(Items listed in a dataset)
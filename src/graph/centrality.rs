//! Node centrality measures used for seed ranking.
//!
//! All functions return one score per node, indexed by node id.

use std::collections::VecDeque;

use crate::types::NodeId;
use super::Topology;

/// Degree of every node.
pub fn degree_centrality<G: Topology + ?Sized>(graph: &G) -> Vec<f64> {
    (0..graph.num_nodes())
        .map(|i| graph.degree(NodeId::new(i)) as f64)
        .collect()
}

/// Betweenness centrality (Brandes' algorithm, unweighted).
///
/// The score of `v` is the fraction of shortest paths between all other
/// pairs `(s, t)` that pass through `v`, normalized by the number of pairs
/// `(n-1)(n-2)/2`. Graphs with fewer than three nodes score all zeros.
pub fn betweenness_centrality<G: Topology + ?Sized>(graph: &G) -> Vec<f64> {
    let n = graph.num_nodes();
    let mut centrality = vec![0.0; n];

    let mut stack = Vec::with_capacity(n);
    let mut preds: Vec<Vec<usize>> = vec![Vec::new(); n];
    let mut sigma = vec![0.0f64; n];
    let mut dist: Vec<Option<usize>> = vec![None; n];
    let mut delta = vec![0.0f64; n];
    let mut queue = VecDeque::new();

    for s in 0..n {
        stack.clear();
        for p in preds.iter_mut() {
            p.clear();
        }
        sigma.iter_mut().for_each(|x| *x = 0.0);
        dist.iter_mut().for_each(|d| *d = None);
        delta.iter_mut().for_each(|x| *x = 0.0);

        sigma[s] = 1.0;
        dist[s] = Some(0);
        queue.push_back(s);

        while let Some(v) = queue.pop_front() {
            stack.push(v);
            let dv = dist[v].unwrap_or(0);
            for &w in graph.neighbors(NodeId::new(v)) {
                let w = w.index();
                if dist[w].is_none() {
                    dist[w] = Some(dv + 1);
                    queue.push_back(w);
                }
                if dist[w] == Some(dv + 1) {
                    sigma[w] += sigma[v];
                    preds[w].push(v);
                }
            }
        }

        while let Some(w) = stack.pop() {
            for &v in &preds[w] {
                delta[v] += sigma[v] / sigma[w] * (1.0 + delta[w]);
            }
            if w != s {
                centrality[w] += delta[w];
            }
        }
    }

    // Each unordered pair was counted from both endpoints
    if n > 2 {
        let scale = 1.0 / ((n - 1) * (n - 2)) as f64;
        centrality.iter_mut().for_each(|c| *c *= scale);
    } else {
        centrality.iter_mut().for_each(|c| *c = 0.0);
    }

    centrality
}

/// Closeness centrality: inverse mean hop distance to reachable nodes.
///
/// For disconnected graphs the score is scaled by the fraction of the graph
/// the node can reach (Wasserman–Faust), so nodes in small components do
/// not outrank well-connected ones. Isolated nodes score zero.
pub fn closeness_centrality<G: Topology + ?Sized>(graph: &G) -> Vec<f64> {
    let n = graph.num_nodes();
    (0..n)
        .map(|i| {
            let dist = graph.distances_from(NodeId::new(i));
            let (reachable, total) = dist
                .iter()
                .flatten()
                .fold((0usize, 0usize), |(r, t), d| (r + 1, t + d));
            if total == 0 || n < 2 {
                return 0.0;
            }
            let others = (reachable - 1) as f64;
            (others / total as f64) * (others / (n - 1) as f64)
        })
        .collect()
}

==

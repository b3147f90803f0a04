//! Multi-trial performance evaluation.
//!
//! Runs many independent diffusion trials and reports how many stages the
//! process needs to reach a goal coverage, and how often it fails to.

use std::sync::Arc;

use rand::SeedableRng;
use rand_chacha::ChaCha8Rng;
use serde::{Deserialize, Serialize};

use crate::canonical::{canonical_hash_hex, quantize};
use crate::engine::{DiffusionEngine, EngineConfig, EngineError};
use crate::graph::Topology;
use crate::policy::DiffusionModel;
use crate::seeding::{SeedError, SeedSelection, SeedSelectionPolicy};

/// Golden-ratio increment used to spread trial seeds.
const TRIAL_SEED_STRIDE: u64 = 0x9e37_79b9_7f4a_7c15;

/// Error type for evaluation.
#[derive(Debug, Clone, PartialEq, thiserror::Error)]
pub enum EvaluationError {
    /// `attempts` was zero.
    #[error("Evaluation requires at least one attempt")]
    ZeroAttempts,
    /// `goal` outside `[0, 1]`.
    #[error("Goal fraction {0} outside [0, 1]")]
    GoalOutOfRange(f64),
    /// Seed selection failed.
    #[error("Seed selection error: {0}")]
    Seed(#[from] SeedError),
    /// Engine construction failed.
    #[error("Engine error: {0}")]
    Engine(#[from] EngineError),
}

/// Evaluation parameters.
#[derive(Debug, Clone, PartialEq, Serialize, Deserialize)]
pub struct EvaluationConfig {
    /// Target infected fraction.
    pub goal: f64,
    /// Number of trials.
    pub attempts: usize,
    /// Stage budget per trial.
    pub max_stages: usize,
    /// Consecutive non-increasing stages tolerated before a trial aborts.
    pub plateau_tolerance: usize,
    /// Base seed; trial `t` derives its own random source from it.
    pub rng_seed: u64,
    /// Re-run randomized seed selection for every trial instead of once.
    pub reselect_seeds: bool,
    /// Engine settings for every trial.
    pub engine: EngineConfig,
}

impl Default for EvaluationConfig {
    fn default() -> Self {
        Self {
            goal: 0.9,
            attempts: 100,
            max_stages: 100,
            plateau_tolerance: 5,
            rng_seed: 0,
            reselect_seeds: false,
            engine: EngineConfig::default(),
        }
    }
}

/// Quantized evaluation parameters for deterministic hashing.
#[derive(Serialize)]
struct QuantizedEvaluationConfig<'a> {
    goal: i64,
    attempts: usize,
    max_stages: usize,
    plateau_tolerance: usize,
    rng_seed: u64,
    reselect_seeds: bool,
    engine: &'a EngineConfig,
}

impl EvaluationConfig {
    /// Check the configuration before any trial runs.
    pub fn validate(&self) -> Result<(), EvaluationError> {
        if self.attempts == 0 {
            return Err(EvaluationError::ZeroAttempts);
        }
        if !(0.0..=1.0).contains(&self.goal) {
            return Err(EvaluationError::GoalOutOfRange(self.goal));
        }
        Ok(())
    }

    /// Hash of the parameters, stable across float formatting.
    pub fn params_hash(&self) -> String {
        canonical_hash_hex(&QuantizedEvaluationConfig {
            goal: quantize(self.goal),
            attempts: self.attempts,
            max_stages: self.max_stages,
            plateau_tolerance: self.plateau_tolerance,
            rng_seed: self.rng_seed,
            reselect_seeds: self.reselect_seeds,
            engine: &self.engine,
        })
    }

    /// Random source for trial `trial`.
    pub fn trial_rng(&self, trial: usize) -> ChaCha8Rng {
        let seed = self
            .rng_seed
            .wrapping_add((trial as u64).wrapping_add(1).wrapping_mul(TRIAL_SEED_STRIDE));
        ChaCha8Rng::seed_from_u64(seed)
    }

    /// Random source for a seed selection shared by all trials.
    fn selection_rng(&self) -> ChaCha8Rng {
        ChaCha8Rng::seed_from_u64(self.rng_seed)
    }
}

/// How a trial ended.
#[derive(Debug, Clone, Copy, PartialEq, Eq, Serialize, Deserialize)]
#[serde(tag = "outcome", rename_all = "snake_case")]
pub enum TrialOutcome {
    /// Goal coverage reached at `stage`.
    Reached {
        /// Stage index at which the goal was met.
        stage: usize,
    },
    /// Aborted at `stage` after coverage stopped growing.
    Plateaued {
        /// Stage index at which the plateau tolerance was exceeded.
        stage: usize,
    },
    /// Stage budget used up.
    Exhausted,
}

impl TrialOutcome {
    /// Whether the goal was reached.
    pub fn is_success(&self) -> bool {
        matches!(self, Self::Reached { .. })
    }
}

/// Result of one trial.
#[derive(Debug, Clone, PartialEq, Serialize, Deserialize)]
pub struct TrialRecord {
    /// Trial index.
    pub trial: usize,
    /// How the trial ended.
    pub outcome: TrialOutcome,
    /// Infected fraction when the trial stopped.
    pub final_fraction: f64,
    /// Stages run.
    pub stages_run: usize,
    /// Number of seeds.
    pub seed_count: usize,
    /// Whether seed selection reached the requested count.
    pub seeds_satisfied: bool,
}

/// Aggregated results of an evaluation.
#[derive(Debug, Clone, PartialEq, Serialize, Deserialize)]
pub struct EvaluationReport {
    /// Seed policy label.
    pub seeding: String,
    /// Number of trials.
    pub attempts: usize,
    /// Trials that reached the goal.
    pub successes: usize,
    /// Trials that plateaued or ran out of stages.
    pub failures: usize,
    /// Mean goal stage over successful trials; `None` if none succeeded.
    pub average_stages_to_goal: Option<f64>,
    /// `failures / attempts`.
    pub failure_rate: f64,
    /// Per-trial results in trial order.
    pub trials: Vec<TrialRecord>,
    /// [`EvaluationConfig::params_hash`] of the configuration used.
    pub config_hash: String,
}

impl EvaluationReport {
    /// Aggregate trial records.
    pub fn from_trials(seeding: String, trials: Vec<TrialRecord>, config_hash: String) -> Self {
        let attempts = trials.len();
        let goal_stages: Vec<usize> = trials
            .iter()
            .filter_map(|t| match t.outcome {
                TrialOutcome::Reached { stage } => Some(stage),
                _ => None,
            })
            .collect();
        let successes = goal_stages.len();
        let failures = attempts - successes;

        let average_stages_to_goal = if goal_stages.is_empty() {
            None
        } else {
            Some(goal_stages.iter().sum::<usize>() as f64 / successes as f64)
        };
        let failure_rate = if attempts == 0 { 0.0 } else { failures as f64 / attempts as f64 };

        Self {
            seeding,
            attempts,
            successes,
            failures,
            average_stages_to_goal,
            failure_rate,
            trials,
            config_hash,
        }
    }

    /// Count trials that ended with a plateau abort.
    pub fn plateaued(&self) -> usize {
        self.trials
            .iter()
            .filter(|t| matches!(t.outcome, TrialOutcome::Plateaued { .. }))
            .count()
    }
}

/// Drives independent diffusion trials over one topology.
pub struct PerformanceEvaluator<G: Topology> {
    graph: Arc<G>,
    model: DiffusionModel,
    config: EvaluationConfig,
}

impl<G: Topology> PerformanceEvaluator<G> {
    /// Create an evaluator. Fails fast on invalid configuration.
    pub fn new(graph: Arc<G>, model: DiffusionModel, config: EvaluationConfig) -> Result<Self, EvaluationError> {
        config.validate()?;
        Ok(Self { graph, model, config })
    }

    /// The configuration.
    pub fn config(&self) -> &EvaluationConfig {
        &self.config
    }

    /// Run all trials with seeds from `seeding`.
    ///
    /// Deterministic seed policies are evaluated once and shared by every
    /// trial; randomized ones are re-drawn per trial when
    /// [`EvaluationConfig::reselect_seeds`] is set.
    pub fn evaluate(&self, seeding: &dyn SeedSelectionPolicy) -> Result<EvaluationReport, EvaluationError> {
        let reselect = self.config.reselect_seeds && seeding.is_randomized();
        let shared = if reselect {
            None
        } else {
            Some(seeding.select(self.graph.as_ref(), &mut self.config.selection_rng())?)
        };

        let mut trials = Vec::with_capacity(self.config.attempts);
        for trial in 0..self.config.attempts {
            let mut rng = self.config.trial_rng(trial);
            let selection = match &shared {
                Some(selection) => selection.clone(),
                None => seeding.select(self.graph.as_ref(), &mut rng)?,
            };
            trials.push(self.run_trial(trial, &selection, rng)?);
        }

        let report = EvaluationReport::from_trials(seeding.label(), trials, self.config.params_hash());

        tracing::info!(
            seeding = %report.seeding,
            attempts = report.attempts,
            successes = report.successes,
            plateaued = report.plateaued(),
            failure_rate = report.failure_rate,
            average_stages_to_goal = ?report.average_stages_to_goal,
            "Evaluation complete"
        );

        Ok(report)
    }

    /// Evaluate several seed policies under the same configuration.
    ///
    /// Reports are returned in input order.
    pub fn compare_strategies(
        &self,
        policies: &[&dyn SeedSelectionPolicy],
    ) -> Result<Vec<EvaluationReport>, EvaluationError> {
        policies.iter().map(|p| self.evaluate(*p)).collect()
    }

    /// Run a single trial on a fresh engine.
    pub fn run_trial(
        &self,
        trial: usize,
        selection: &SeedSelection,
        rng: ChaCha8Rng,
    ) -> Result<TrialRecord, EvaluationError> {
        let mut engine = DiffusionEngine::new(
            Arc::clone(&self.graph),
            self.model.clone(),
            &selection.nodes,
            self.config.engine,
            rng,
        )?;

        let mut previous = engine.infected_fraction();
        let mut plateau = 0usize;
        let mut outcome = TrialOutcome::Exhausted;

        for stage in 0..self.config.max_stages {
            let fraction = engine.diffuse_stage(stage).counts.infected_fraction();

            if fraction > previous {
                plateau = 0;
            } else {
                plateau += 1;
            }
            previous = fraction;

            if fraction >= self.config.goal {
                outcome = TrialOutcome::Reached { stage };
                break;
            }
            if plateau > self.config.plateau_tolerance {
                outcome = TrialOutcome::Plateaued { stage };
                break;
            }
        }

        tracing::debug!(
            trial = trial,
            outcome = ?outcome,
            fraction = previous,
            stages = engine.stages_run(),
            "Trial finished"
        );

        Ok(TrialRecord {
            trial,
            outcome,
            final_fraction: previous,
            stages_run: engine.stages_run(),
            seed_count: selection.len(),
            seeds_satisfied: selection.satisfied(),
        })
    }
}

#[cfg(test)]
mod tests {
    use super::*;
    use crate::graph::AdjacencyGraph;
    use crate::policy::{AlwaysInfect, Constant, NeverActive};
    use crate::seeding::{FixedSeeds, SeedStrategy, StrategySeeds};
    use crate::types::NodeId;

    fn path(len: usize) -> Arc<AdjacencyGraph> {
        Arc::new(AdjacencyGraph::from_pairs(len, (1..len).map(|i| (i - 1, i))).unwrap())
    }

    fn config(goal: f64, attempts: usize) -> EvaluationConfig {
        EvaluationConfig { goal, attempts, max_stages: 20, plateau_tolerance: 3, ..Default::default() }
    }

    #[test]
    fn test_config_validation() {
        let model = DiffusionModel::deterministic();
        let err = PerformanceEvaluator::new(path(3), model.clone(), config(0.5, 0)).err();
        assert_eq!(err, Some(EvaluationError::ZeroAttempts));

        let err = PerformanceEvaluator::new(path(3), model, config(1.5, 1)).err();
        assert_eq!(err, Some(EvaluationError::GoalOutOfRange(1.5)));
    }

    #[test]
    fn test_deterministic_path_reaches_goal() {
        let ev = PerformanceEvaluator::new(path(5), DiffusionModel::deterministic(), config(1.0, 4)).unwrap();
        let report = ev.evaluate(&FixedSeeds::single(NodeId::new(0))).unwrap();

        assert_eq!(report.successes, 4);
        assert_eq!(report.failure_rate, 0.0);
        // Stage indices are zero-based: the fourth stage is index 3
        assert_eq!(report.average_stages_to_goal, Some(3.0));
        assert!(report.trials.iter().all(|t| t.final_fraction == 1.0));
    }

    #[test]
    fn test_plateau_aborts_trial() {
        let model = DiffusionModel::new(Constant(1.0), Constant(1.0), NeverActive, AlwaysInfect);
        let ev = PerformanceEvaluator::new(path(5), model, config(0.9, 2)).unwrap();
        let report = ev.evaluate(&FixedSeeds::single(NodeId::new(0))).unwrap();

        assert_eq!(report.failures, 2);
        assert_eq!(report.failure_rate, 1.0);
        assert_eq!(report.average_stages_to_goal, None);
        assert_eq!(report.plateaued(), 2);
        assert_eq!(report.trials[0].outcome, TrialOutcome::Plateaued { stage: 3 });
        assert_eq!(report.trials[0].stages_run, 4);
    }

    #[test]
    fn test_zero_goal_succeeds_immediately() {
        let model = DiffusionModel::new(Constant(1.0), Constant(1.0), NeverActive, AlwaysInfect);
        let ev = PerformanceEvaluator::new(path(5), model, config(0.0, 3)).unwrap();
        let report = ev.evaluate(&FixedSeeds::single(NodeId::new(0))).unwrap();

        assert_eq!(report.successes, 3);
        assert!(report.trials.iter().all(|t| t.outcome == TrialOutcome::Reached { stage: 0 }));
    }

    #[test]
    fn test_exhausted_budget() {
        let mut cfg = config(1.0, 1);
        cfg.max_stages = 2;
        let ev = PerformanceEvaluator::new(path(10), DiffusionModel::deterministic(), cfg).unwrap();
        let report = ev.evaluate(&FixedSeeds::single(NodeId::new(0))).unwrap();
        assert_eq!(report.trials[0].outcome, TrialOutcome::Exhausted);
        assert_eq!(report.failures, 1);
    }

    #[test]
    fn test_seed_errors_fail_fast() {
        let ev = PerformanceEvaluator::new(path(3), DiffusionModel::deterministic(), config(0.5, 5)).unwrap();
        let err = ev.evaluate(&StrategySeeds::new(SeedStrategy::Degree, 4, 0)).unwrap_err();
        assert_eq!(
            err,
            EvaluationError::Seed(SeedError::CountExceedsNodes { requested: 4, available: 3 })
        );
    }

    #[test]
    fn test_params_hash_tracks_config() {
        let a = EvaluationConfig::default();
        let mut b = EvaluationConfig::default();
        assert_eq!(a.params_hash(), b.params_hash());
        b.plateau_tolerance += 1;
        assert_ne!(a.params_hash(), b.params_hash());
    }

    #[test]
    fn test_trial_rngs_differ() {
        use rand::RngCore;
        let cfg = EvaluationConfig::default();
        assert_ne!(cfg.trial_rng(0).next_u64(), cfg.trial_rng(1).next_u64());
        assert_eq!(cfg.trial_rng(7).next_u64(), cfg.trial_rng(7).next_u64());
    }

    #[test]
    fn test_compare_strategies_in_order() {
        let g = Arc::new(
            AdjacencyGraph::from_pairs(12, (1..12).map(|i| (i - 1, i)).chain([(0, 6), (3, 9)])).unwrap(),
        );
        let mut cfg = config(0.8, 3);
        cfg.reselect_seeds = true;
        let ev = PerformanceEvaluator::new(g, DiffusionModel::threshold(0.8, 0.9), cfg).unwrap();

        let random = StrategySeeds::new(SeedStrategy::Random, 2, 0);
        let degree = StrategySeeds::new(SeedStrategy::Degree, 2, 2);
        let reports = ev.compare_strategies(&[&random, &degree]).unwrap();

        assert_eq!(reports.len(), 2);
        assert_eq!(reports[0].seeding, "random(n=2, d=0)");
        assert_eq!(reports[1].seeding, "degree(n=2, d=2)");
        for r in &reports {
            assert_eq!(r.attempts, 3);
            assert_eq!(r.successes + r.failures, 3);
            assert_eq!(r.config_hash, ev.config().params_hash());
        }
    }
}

...

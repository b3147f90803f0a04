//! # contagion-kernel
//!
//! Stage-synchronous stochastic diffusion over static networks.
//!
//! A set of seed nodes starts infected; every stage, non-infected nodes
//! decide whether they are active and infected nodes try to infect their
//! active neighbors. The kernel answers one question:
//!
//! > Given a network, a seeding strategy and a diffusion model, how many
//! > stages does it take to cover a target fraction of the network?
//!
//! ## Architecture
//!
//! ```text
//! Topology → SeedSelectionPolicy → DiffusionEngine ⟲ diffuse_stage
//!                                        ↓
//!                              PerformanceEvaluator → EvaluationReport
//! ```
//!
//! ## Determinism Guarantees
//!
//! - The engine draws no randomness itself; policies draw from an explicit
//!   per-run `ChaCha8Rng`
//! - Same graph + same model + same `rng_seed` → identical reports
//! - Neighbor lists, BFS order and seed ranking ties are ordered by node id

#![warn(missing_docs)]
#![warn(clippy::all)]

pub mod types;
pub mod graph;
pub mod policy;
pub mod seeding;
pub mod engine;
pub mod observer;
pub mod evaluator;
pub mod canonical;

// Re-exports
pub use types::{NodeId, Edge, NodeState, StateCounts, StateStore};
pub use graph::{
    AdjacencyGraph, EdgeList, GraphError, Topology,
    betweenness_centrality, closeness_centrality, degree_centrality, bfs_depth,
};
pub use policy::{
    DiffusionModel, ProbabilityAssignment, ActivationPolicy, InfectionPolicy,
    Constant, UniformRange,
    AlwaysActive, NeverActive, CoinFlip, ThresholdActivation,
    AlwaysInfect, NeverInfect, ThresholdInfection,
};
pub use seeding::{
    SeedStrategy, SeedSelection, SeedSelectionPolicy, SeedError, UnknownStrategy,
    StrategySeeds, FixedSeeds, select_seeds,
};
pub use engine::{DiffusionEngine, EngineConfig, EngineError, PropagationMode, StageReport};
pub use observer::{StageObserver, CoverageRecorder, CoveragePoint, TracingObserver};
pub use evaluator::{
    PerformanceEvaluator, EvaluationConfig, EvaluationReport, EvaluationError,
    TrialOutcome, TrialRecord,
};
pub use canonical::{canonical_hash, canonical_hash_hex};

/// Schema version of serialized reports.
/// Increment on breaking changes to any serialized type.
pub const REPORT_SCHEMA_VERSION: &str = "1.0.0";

▶ **TASK**
Locate the word "others" in the entries, and copy every line where it is found.

▶ **RESPONSE AREA**
            let others = (reachable - 1) as f64;
            (others / total as f64) * (others / (n - 1) as f64)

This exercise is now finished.